ASSIGNMENT: Report all lines of the records that contain "list".

[Opening DATASET EXTRACT section]

//! End-to-end tests: a host-side `Peer` talking to a served provider.

use std::sync::Arc;
use std::time::Duration;

use funcrpc::CallFunctionRequest;
use funcrpc::Code;
use funcrpc::DynamicValue;
use funcrpc::Method;
use funcrpc::ProviderServer;
use tffunc::FunctionProvider;
use tffunc::FunctionSpec;
use tffunc::Parameter;
use tffunc::Peer;
use tffunc::Provider;
use tffunc::Refinement;
use tffunc::ReturnType;
use tffunc::StreamTransport;
use tffunc::peer;
use tffunc::serve_connection;
use tyval::Type;
use tyval::Value;

fn provider() -> Provider {
    let mut provider = Provider::new();
    provider.add_function(
        "upper",
        FunctionSpec::new(ReturnType::Static(Type::String), |args, _| {
            Ok(Value::string(args[0].as_str().unwrap_or_default().to_uppercase()))
        })
        .param(Parameter::new("str", Type::String))
        .refine(Refinement::NotNull),
    );
    provider.add_function(
        "repeat",
        FunctionSpec::new(ReturnType::Static(Type::list(Type::String)), |args, _| {
            let s = args[0].as_str().unwrap_or_default();
            let n = args[1].as_number().and_then(|n| n.as_i64()).unwrap_or(0);
            let items = (0..n).map(|i| Value::string(format!("{}{}", s, i))).collect();
            Ok(Value::list(Type::String, items))
        })
        .param(Parameter::new("str", Type::String))
        .param(Parameter::new("count", Type::Number)),
    );
    provider.add_function(
        "sleepy",
        FunctionSpec::new(ReturnType::Static(Type::Number), |args, _| {
            std::thread::sleep(Duration::from_millis(500));
            Ok(args[0].clone())
        })
        .param(Parameter::new("n", Type::Number)),
    );
    provider
}

/// Connects a peer to a freshly served provider over an in-memory stream.
fn connect() -> Peer {
    let (host, plugin) = tokio::io::duplex(64 * 1024);
    let service: Arc<dyn ProviderServer> = Arc::new(FunctionProvider::new(provider().into_registry()));
    tokio::spawn(serve_connection(service, Arc::new(StreamTransport::new(plugin))));
    Peer::new("host", Box::new(StreamTransport::new(host)))
}

fn mp(val: Value, ty: &Type) -> DynamicValue {
    DynamicValue::msgpack(tyval::msgpack::marshal(&val, ty).unwrap())
}

fn decode(result: Option<DynamicValue>) -> Value {
    let result = result.expect("call returned no result");
    tyval::msgpack::unmarshal(&result.msgpack, &Type::Dynamic).unwrap()
}

#[tokio::test]
async fn test_introspection_over_the_wire() {
    let peer = connect();

    let meta = peer.get_metadata().await.unwrap();
    let names: Vec<_> = meta.functions.iter().map(|f| f.name.as_str()).collect();
    assert_eq!(names, ["upper", "repeat", "sleepy"]);
    assert!(meta.server_capabilities.get_provider_schema_optional);

    let functions = peer.get_functions().await.unwrap().functions;
    assert_eq!(functions["repeat"].parameters.len(), 2);
    assert_eq!(functions["repeat"].parameters[1].type_json, b"\"number\"".to_vec());
    assert_eq!(functions["upper"].return_.type_json, b"\"dynamic\"".to_vec());

    let schema = peer.get_provider_schema().await.unwrap();
    assert_eq!(schema.functions, functions);
    assert!(schema.resource_schemas.is_empty());
}

#[tokio::test]
async fn test_call_over_the_wire() {
    let peer = connect();

    let req = CallFunctionRequest {
        name: "repeat".into(),
        arguments: vec![mp(Value::string("x"), &Type::String), DynamicValue::json(b"\"3\"".to_vec())],
    };
    let resp = peer.call_function(&req).await.unwrap();
    assert_eq!(resp.error, None);
    let expected = Value::list(Type::String, vec![Value::string("x0"), Value::string("x1"), Value::string("x2")]);
    assert_eq!(decode(resp.result), expected);
}

#[tokio::test]
async fn test_call_errors_over_the_wire() {
    let peer = connect();

    let req = CallFunctionRequest {
        name: "repeat".into(),
        arguments: vec![mp(Value::string("x"), &Type::String), mp(Value::bool(true), &Type::Bool)],
    };
    let error = peer.call_function(&req).await.unwrap().error.unwrap();
    assert_eq!(error.function_argument, Some(1));
    assert!(error.text.starts_with("invalid encoding for argument: "));

    let req = CallFunctionRequest { name: "nope".into(), arguments: Vec::new() };
    let error = peer.call_function(&req).await.unwrap().error.unwrap();
    assert_eq!(error.function_argument, None);
}

#[tokio::test]
async fn test_resource_plane_is_unimplemented_over_the_wire() {
    let peer = connect();
    for method in Method::ALL.into_iter().filter(|m| m.plane() == funcrpc::Plane::Resource) {
        let err = peer.call(method, vec![0xde, 0xad]).await.unwrap_err();
        let peer::Error::Remote(status) = err else {
            panic!("{}: expected a remote status, got {}", method, err);
        };
        assert_eq!(status.code, Code::Unimplemented);
    }
}

#[tokio::test]
async fn test_malformed_request_keeps_connection_alive() {
    let peer = connect();
    let err = peer.call(Method::CallFunction, vec![0xc1]).await.unwrap_err();
    assert!(matches!(err, peer::Error::Remote(ref s) if s.code == Code::InvalidArgument));

    let req = CallFunctionRequest { name: "upper".into(), arguments: vec![mp(Value::string("ok"), &Type::String)] };
    let resp = peer.call_function(&req).await.unwrap();
    assert_eq!(decode(resp.result), Value::string("OK"));
}

#[tokio::test(flavor = "multi_thread", worker_threads = 4)]
async fn test_concurrent_calls_keep_their_results() {
    let peer = Arc::new(connect());

    let mut tasks = Vec::new();
    for i in 0..64 {
        let peer = peer.clone();
        tasks.push(tokio::spawn(async move {
            let word = format!("word{}", i);
            let req = CallFunctionRequest {
                name: "upper".into(),
                arguments: vec![mp(Value::string(word.clone()), &Type::String)],
            };
            let resp = peer.call_function(&req).await.unwrap();
            (word, decode(resp.result))
        }));
    }

    for task in tasks {
        let (word, result) = task.await.unwrap();
        assert_eq!(result, Value::string(word.to_uppercase()));
    }
}

#[tokio::test(flavor = "multi_thread", worker_threads = 4)]
async fn test_slow_call_does_not_block_others() {
    let peer = Arc::new(connect());

    let slow_peer = peer.clone();
    let slow = tokio::spawn(async move {
        let req = CallFunctionRequest { name: "sleepy".into(), arguments: vec![mp(Value::number(9), &Type::Number)] };
        slow_peer.call_function(&req).await.unwrap()
    });

    tokio::time::sleep(Duration::from_millis(20)).await;
    let started = std::time::Instant::now();
    let req = CallFunctionRequest { name: "upper".into(), arguments: vec![mp(Value::string("fast"), &Type::String)] };
    let resp = peer.call_function(&req).await.unwrap();
    assert_eq!(decode(resp.result), Value::string("FAST"));
    assert!(started.elapsed() < Duration::from_millis(400));
    assert!(!slow.is_finished());

    assert_eq!(decode(slow.await.unwrap().result), Value::number(9));
}

#[cfg(unix)]
#[tokio::test]
async fn test_plugin_server_over_unix_socket() {
    use tffunc::PluginServer;
    use tffunc::ServeConfig;
    use tffunc::handshake;

    let config = ServeConfig {
        magic_cookie: Some(handshake::MAGIC_COOKIE_VALUE.into()),
        protocol_versions: Some("5,6".into()),
        ..Default::default()
    };
    let server = PluginServer::bind(provider().into_registry(), &config).await.unwrap();
    assert_eq!(server.version(), 6);
    assert_eq!(server.network(), "unix");

    let address = server.address().unwrap();
    let line = server.handshake_line().unwrap();
    assert_eq!(line, format!("1|6|unix|{}|funcrpc", address));

    let (stop, stopped) = tokio::sync::oneshot::channel::<()>();
    let running = tokio::spawn(server.run(async move {
        let _ = stopped.await;
    }));

    let stream = tokio::net::UnixStream::connect(&address).await.unwrap();
    let peer = Peer::new("host", Box::new(StreamTransport::new(stream)));
    let req = CallFunctionRequest { name: "upper".into(), arguments: vec![mp(Value::string("sock"), &Type::String)] };
    assert_eq!(decode(peer.call_function(&req).await.unwrap().result), Value::string("SOCK"));

    stop.send(()).unwrap();
    running.await.unwrap().unwrap();
    assert!(!std::path::Path::new(&address).exists());
}

#[tokio::test]
async fn test_plugin_server_refuses_without_cookie() {
    let config = tffunc::ServeConfig::default();
    let err = tffunc::PluginServer::bind(provider().into_registry(), &config).await.err().unwrap();
    assert!(matches!(err, tffunc::ServeError::Handshake(tffunc::handshake::Error::NotLaunchedByHost)));
}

[Closing DATASET EXTRACT section]

WRITTEN RESPONSE:
        FunctionSpec::new(ReturnType::Static(Type::list(Type::String)), |args, _| {
            Ok(Value::list(Type::String, items))
    let expected = Value::list(Type::String, vec![Value::string("x0"), Value::string("x1"), Value::string("x2")]);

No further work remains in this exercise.